### Working data
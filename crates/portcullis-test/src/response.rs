//! Test response wrapper.

use std::fmt;

use bytes::Bytes;
use http::{header, HeaderMap, HeaderValue, StatusCode};
use http_body_util::BodyExt;
use serde::de::DeserializeOwned;

use crate::error::TestError;

/// A fully read response with assertion helpers.
pub struct TestResponse {
    status: StatusCode,
    headers: HeaderMap,
    body: Bytes,
}

impl TestResponse {
    /// Reads an HTTP response to the end.
    ///
    /// # Errors
    ///
    /// Returns [`TestError::BodyRead`] if the body stream fails.
    pub async fn from_http<B>(response: http::Response<B>) -> Result<Self, TestError>
    where
        B: BodyExt,
        B::Error: fmt::Display,
    {
        let (parts, body) = response.into_parts();
        let body = body
            .collect()
            .await
            .map_err(|e| TestError::BodyRead(e.to_string()))?
            .to_bytes();

        Ok(Self::new(parts.status, parts.headers, body))
    }

    /// Creates a response from parts.
    #[must_use]
    pub fn new(status: StatusCode, headers: HeaderMap, body: Bytes) -> Self {
        Self {
            status,
            headers,
            body,
        }
    }

    /// Returns the status.
    #[must_use]
    pub fn status(&self) -> StatusCode {
        self.status
    }

    /// Returns the status as a number.
    #[must_use]
    pub fn status_code(&self) -> u16 {
        self.status.as_u16()
    }

    /// Returns the headers.
    #[must_use]
    pub fn headers(&self) -> &HeaderMap {
        &self.headers
    }

    /// Returns a header value.
    #[must_use]
    pub fn header(&self, name: impl AsRef<str>) -> Option<&HeaderValue> {
        self.headers.get(name.as_ref())
    }

    /// Returns a header value as text, if it is visible ASCII.
    #[must_use]
    pub fn header_str(&self, name: impl AsRef<str>) -> Option<&str> {
        self.header(name).and_then(|v| v.to_str().ok())
    }

    /// Returns the `Location` header.
    #[must_use]
    pub fn location(&self) -> Option<&str> {
        self.header_str(header::LOCATION.as_str())
    }

    /// Returns every `Set-Cookie` line.
    #[must_use]
    pub fn set_cookies(&self) -> Vec<&str> {
        self.headers
            .get_all(header::SET_COOKIE)
            .iter()
            .filter_map(|v| v.to_str().ok())
            .collect()
    }

    /// Returns the body.
    #[must_use]
    pub fn body(&self) -> &Bytes {
        &self.body
    }

    /// Returns the body as UTF-8 text.
    ///
    /// # Errors
    ///
    /// Returns [`TestError::BodyRead`] if the body is not UTF-8.
    pub fn text(&self) -> Result<String, TestError> {
        String::from_utf8(self.body.to_vec())
            .map_err(|e| TestError::BodyRead(format!("invalid UTF-8: {e}")))
    }

    /// Decodes the body as JSON.
    ///
    /// # Errors
    ///
    /// Returns [`TestError::Json`] if the body does not decode into `T`.
    pub fn json<T: DeserializeOwned>(&self) -> Result<T, TestError> {
        Ok(serde_json::from_slice(&self.body)?)
    }

    /// Asserts the status.
    ///
    /// # Panics
    ///
    /// Panics on mismatch, printing the body.
    #[track_caller]
    pub fn assert_status(&self, expected: StatusCode) -> &Self {
        assert_eq!(
            self.status,
            expected,
            "expected status {expected}, got {} with body {:?}",
            self.status,
            String::from_utf8_lossy(&self.body)
        );
        self
    }

    /// Asserts a header value.
    ///
    /// # Panics
    ///
    /// Panics if the header is missing or differs.
    #[track_caller]
    pub fn assert_header(&self, name: impl AsRef<str>, expected: impl AsRef<str>) -> &Self {
        let name = name.as_ref();
        let expected = expected.as_ref();
        match self.header_str(name) {
            Some(actual) => assert_eq!(actual, expected, "header '{name}'"),
            None => panic!("header '{name}' not found"),
        }
        self
    }

    /// Asserts a redirect to `location` with the given status.
    ///
    /// # Panics
    ///
    /// Panics if the status or `Location` differs.
    #[track_caller]
    pub fn assert_redirect(&self, status: StatusCode, location: impl AsRef<str>) -> &Self {
        self.assert_status(status)
            .assert_header(header::LOCATION.as_str(), location)
    }

    /// Asserts the body text.
    ///
    /// # Panics
    ///
    /// Panics if the body differs or is not UTF-8.
    #[track_caller]
    pub fn assert_body_eq(&self, expected: impl AsRef<str>) -> &Self {
        match self.text() {
            Ok(body) => assert_eq!(body, expected.as_ref(), "body mismatch"),
            Err(err) => panic!("{err}"),
        }
        self
    }

    /// Asserts the body contains `expected`.
    ///
    /// # Panics
    ///
    /// Panics if it does not, or the body is not UTF-8.
    #[track_caller]
    pub fn assert_body_contains(&self, expected: impl AsRef<str>) -> &Self {
        let expected = expected.as_ref();
        match self.text() {
            Ok(body) => assert!(body.contains(expected), "body should contain '{expected}', got: {body}"),
            Err(err) => panic!("{err}"),
        }
        self
    }
}

impl fmt::Debug for TestResponse {
    fn fmt(&self, f: &mut fmt::Formatter<'_>) -> fmt::Result {
        f.debug_struct("TestResponse")
            .field("status", &self.status)
            .field("headers", &self.headers)
            .field("body", &String::from_utf8_lossy(&self.body))
            .finish()
    }
}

### Try it
Search the material for the string "BodyExt" and show every line that has it.

### Answer below
use http_body_util::BodyExt;
        B: BodyExt,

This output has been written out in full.